WHAT IS REQUIRED
A word-for-word copy of the entries below is required.

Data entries
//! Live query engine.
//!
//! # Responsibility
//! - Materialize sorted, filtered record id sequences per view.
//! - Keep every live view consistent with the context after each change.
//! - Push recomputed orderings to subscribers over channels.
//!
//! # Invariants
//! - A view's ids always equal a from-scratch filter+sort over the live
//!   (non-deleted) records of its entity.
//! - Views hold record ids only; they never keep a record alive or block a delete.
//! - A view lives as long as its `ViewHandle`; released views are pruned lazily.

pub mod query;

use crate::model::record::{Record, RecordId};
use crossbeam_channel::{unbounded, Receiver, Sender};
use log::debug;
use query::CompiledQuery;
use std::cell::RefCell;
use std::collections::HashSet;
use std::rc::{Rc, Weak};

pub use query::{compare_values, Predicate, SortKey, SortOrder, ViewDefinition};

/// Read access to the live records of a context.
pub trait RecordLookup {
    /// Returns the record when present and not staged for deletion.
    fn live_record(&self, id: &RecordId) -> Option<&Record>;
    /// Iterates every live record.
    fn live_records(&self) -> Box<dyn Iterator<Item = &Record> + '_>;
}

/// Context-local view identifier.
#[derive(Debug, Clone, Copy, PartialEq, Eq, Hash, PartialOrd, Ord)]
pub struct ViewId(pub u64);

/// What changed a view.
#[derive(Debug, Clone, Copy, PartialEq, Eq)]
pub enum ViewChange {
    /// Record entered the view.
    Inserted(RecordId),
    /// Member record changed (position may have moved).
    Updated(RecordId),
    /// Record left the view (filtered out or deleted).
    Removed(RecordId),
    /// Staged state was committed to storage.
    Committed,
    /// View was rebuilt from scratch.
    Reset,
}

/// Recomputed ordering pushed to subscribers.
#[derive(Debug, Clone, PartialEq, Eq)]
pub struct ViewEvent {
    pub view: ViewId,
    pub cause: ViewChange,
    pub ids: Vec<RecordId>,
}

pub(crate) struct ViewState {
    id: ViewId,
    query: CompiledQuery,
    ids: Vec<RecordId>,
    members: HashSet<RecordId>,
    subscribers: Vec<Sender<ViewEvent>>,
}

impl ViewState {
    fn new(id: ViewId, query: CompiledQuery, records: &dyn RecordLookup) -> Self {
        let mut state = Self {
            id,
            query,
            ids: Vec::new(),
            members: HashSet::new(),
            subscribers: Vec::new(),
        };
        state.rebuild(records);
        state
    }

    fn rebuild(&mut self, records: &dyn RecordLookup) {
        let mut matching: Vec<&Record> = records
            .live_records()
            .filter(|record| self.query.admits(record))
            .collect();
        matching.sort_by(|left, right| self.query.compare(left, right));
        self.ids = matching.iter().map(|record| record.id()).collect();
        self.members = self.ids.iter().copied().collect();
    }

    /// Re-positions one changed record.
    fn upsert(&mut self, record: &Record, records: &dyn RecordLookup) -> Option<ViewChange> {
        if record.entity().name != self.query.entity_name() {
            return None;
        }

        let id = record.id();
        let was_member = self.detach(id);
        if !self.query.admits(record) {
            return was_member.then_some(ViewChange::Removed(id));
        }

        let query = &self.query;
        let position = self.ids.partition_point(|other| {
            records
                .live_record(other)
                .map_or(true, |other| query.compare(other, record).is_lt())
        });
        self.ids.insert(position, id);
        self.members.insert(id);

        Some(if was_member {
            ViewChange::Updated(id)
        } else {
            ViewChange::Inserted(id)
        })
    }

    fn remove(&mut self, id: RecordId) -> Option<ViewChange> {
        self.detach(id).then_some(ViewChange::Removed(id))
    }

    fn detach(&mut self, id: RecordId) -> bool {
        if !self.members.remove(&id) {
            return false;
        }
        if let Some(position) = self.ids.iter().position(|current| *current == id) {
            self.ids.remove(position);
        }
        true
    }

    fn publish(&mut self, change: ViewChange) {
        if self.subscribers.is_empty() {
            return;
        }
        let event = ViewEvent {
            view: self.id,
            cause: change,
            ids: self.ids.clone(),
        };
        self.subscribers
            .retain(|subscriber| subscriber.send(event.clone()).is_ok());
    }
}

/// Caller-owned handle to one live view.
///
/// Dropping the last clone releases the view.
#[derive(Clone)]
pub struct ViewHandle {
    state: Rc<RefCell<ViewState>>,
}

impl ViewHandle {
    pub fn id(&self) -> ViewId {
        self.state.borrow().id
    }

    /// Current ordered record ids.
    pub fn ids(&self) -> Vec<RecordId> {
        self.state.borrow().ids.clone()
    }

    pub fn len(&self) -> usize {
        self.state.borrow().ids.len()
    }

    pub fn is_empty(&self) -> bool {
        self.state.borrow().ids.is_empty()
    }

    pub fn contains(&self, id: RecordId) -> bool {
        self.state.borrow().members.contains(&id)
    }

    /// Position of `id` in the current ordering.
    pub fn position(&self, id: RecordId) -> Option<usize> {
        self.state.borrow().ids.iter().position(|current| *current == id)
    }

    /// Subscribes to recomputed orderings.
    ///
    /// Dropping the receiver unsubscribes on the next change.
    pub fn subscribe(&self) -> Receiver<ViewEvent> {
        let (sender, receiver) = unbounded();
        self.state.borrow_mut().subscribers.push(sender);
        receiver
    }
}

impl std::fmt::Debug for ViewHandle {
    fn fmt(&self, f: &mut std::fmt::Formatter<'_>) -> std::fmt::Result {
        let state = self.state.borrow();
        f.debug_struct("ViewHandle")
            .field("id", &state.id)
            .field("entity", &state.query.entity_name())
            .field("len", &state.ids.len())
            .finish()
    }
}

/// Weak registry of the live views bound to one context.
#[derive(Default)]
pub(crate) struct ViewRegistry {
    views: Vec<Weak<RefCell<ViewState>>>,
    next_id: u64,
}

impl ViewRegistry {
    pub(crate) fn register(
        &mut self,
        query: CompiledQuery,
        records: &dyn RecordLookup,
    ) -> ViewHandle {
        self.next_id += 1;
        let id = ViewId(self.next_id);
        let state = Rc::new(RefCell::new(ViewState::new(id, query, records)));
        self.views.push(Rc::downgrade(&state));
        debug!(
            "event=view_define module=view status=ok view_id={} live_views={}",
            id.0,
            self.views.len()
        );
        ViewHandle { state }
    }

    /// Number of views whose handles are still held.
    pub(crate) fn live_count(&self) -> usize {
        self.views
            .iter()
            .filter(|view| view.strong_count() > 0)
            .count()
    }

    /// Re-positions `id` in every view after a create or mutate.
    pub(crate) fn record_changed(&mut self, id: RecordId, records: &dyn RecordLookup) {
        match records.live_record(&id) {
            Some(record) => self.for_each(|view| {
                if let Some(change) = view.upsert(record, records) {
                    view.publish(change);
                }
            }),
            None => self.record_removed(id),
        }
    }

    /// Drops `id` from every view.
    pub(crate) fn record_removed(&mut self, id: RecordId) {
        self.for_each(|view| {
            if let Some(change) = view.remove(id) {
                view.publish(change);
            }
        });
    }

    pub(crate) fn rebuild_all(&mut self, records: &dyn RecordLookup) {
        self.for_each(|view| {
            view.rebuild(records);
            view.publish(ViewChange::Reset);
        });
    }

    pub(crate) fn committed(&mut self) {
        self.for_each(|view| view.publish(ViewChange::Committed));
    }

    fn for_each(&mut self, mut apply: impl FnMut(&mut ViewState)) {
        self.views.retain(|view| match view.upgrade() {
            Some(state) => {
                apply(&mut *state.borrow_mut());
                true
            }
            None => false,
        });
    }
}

FINISHED TASK
//! Live query engine.
//!
//! # Responsibility
//! - Materialize sorted, filtered record id sequences per view.
//! - Keep every live view consistent with the context after each change.
//! - Push recomputed orderings to subscribers over channels.
//!
//! # Invariants
//! - A view's ids always equal a from-scratch filter+sort over the live
//!   (non-deleted) records of its entity.
//! - Views hold record ids only; they never keep a record alive or block a delete.
//! - A view lives as long as its `ViewHandle`; released views are pruned lazily.

pub mod query;

use crate::model::record::{Record, RecordId};
use crossbeam_channel::{unbounded, Receiver, Sender};
use log::debug;
use query::CompiledQuery;
use std::cell::RefCell;
use std::collections::HashSet;
use std::rc::{Rc, Weak};

pub use query::{compare_values, Predicate, SortKey, SortOrder, ViewDefinition};

/// Read access to the live records of a context.
pub trait RecordLookup {
    /// Returns the record when present and not staged for deletion.
    fn live_record(&self, id: &RecordId) -> Option<&Record>;
    /// Iterates every live record.
    fn live_records(&self) -> Box<dyn Iterator<Item = &Record> + '_>;
}

/// Context-local view identifier.
#[derive(Debug, Clone, Copy, PartialEq, Eq, Hash, PartialOrd, Ord)]
pub struct ViewId(pub u64);

/// What changed a view.
#[derive(Debug, Clone, Copy, PartialEq, Eq)]
pub enum ViewChange {
    /// Record entered the view.
    Inserted(RecordId),
    /// Member record changed (position may have moved).
    Updated(RecordId),
    /// Record left the view (filtered out or deleted).
    Removed(RecordId),
    /// Staged state was committed to storage.
    Committed,
    /// View was rebuilt from scratch.
    Reset,
}

/// Recomputed ordering pushed to subscribers.
#[derive(Debug, Clone, PartialEq, Eq)]
pub struct ViewEvent {
    pub view: ViewId,
    pub cause: ViewChange,
    pub ids: Vec<RecordId>,
}

pub(crate) struct ViewState {
    id: ViewId,
    query: CompiledQuery,
    ids: Vec<RecordId>,
    members: HashSet<RecordId>,
    subscribers: Vec<Sender<ViewEvent>>,
}

impl ViewState {
    fn new(id: ViewId, query: CompiledQuery, records: &dyn RecordLookup) -> Self {
        let mut state = Self {
            id,
            query,
            ids: Vec::new(),
            members: HashSet::new(),
            subscribers: Vec::new(),
        };
        state.rebuild(records);
        state
    }

    fn rebuild(&mut self, records: &dyn RecordLookup) {
        let mut matching: Vec<&Record> = records
            .live_records()
            .filter(|record| self.query.admits(record))
            .collect();
        matching.sort_by(|left, right| self.query.compare(left, right));
        self.ids = matching.iter().map(|record| record.id()).collect();
        self.members = self.ids.iter().copied().collect();
    }

    /// Re-positions one changed record.
    fn upsert(&mut self, record: &Record, records: &dyn RecordLookup) -> Option<ViewChange> {
        if record.entity().name != self.query.entity_name() {
            return None;
        }

        let id = record.id();
        let was_member = self.detach(id);
        if !self.query.admits(record) {
            return was_member.then_some(ViewChange::Removed(id));
        }

        let query = &self.query;
        let position = self.ids.partition_point(|other| {
            records
                .live_record(other)
                .map_or(true, |other| query.compare(other, record).is_lt())
        });
        self.ids.insert(position, id);
        self.members.insert(id);

        Some(if was_member {
            ViewChange::Updated(id)
        } else {
            ViewChange::Inserted(id)
        })
    }

    fn remove(&mut self, id: RecordId) -> Option<ViewChange> {
        self.detach(id).then_some(ViewChange::Removed(id))
    }

    fn detach(&mut self, id: RecordId) -> bool {
        if !self.members.remove(&id) {
            return false;
        }
        if let Some(position) = self.ids.iter().position(|current| *current == id) {
            self.ids.remove(position);
        }
        true
    }

    fn publish(&mut self, change: ViewChange) {
        if self.subscribers.is_empty() {
            return;
        }
        let event = ViewEvent {
            view: self.id,
            cause: change,
            ids: self.ids.clone(),
        };
        self.subscribers
            .retain(|subscriber| subscriber.send(event.clone()).is_ok());
    }
}

/// Caller-owned handle to one live view.
///
/// Dropping the last clone releases the view.
#[derive(Clone)]
pub struct ViewHandle {
    state: Rc<RefCell<ViewState>>,
}

impl ViewHandle {
    pub fn id(&self) -> ViewId {
        self.state.borrow().id
    }

    /// Current ordered record ids.
    pub fn ids(&self) -> Vec<RecordId> {
        self.state.borrow().ids.clone()
    }

    pub fn len(&self) -> usize {
        self.state.borrow().ids.len()
    }

    pub fn is_empty(&self) -> bool {
        self.state.borrow().ids.is_empty()
    }

    pub fn contains(&self, id: RecordId) -> bool {
        self.state.borrow().members.contains(&id)
    }

    /// Position of `id` in the current ordering.
    pub fn position(&self, id: RecordId) -> Option<usize> {
        self.state.borrow().ids.iter().position(|current| *current == id)
    }

    /// Subscribes to recomputed orderings.
    ///
    /// Dropping the receiver unsubscribes on the next change.
    pub fn subscribe(&self) -> Receiver<ViewEvent> {
        let (sender, receiver) = unbounded();
        self.state.borrow_mut().subscribers.push(sender);
        receiver
    }
}

impl std::fmt::Debug for ViewHandle {
    fn fmt(&self, f: &mut std::fmt::Formatter<'_>) -> std::fmt::Result {
        let state = self.state.borrow();
        f.debug_struct("ViewHandle")
            .field("id", &state.id)
            .field("entity", &state.query.entity_name())
            .field("len", &state.ids.len())
            .finish()
    }
}

/// Weak registry of the live views bound to one context.
#[derive(Default)]
pub(crate) struct ViewRegistry {
    views: Vec<Weak<RefCell<ViewState>>>,
    next_id: u64,
}

impl ViewRegistry {
    pub(crate) fn register(
        &mut self,
        query: CompiledQuery,
        records: &dyn RecordLookup,
    ) -> ViewHandle {
        self.next_id += 1;
        let id = ViewId(self.next_id);
        let state = Rc::new(RefCell::new(ViewState::new(id, query, records)));
        self.views.push(Rc::downgrade(&state));
        debug!(
            "event=view_define module=view status=ok view_id={} live_views={}",
            id.0,
            self.views.len()
        );
        ViewHandle { state }
    }

    /// Number of views whose handles are still held.
    pub(crate) fn live_count(&self) -> usize {
        self.views
            .iter()
            .filter(|view| view.strong_count() > 0)
            .count()
    }

    /// Re-positions `id` in every view after a create or mutate.
    pub(crate) fn record_changed(&mut self, id: RecordId, records: &dyn RecordLookup) {
        match records.live_record(&id) {
            Some(record) => self.for_each(|view| {
                if let Some(change) = view.upsert(record, records) {
                    view.publish(change);
                }
            }),
            None => self.record_removed(id),
        }
    }

    /// Drops `id` from every view.
    pub(crate) fn record_removed(&mut self, id: RecordId) {
        self.for_each(|view| {
            if let Some(change) = view.remove(id) {
                view.publish(change);
            }
        });
    }

    pub(crate) fn rebuild_all(&mut self, records: &dyn RecordLookup) {
        self.for_each(|view| {
            view.rebuild(records);
            view.publish(ViewChange::Reset);
        });
    }

    pub(crate) fn committed(&mut self) {
        self.for_each(|view| view.publish(ViewChange::Committed));
    }

    fn for_each(&mut self, mut apply: impl FnMut(&mut ViewState)) {
        self.views.retain(|view| match view.upgrade() {
            Some(state) => {
                apply(&mut *state.borrow_mut());
                true
            }
            None => false,
        });
    }
}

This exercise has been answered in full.